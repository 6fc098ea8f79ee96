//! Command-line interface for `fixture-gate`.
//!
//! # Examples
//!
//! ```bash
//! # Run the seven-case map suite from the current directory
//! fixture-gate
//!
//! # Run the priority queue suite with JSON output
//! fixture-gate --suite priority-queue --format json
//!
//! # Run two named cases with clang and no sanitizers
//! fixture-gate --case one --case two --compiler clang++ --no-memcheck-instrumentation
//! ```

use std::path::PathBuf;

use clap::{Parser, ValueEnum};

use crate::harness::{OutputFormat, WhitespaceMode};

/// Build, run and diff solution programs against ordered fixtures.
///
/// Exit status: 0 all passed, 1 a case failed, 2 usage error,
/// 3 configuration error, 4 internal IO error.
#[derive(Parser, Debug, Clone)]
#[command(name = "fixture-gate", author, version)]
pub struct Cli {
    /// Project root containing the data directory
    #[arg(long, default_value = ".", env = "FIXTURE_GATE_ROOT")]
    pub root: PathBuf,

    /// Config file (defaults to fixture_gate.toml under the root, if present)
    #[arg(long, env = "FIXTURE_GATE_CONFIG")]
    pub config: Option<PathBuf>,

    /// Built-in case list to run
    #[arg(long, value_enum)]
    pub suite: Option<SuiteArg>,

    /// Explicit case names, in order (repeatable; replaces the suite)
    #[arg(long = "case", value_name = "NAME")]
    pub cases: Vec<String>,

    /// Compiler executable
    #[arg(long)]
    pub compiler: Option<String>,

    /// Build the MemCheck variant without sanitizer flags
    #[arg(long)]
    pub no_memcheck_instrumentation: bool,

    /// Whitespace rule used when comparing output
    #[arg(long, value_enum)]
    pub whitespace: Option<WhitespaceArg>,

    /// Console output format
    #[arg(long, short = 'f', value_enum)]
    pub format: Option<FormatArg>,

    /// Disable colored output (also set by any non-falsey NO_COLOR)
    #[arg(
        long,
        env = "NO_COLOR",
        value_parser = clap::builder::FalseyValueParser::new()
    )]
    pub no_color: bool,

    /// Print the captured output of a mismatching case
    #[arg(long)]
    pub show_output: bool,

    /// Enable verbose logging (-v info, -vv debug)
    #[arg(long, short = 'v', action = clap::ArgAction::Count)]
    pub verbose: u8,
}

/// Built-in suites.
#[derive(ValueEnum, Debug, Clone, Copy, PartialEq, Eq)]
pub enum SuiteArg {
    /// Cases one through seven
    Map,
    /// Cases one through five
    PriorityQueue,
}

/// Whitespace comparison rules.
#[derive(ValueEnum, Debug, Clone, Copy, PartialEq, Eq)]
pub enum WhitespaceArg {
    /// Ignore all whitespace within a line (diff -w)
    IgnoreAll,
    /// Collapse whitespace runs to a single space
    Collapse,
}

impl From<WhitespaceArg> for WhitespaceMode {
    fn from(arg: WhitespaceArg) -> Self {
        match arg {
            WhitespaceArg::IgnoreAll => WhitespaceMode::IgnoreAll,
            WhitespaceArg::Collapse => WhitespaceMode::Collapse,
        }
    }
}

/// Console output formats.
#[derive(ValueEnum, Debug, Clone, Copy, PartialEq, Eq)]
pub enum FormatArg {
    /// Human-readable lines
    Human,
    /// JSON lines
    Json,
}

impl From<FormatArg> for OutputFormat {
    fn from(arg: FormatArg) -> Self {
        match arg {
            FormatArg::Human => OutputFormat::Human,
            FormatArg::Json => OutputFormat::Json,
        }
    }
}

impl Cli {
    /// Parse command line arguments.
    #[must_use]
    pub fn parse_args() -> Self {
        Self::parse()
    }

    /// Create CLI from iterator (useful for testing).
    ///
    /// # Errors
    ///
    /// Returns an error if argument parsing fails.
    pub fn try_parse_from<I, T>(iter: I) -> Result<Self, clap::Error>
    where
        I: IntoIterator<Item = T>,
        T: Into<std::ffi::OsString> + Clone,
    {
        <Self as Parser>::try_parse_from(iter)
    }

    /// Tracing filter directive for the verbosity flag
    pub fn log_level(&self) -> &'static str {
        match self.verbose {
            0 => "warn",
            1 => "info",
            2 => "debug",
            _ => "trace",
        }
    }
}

**Task goal**
The expected output is every line from the material above where "impl" can be found.

**Task result**
impl From<WhitespaceArg> for WhitespaceMode {
impl From<FormatArg> for OutputFormat {
impl Cli {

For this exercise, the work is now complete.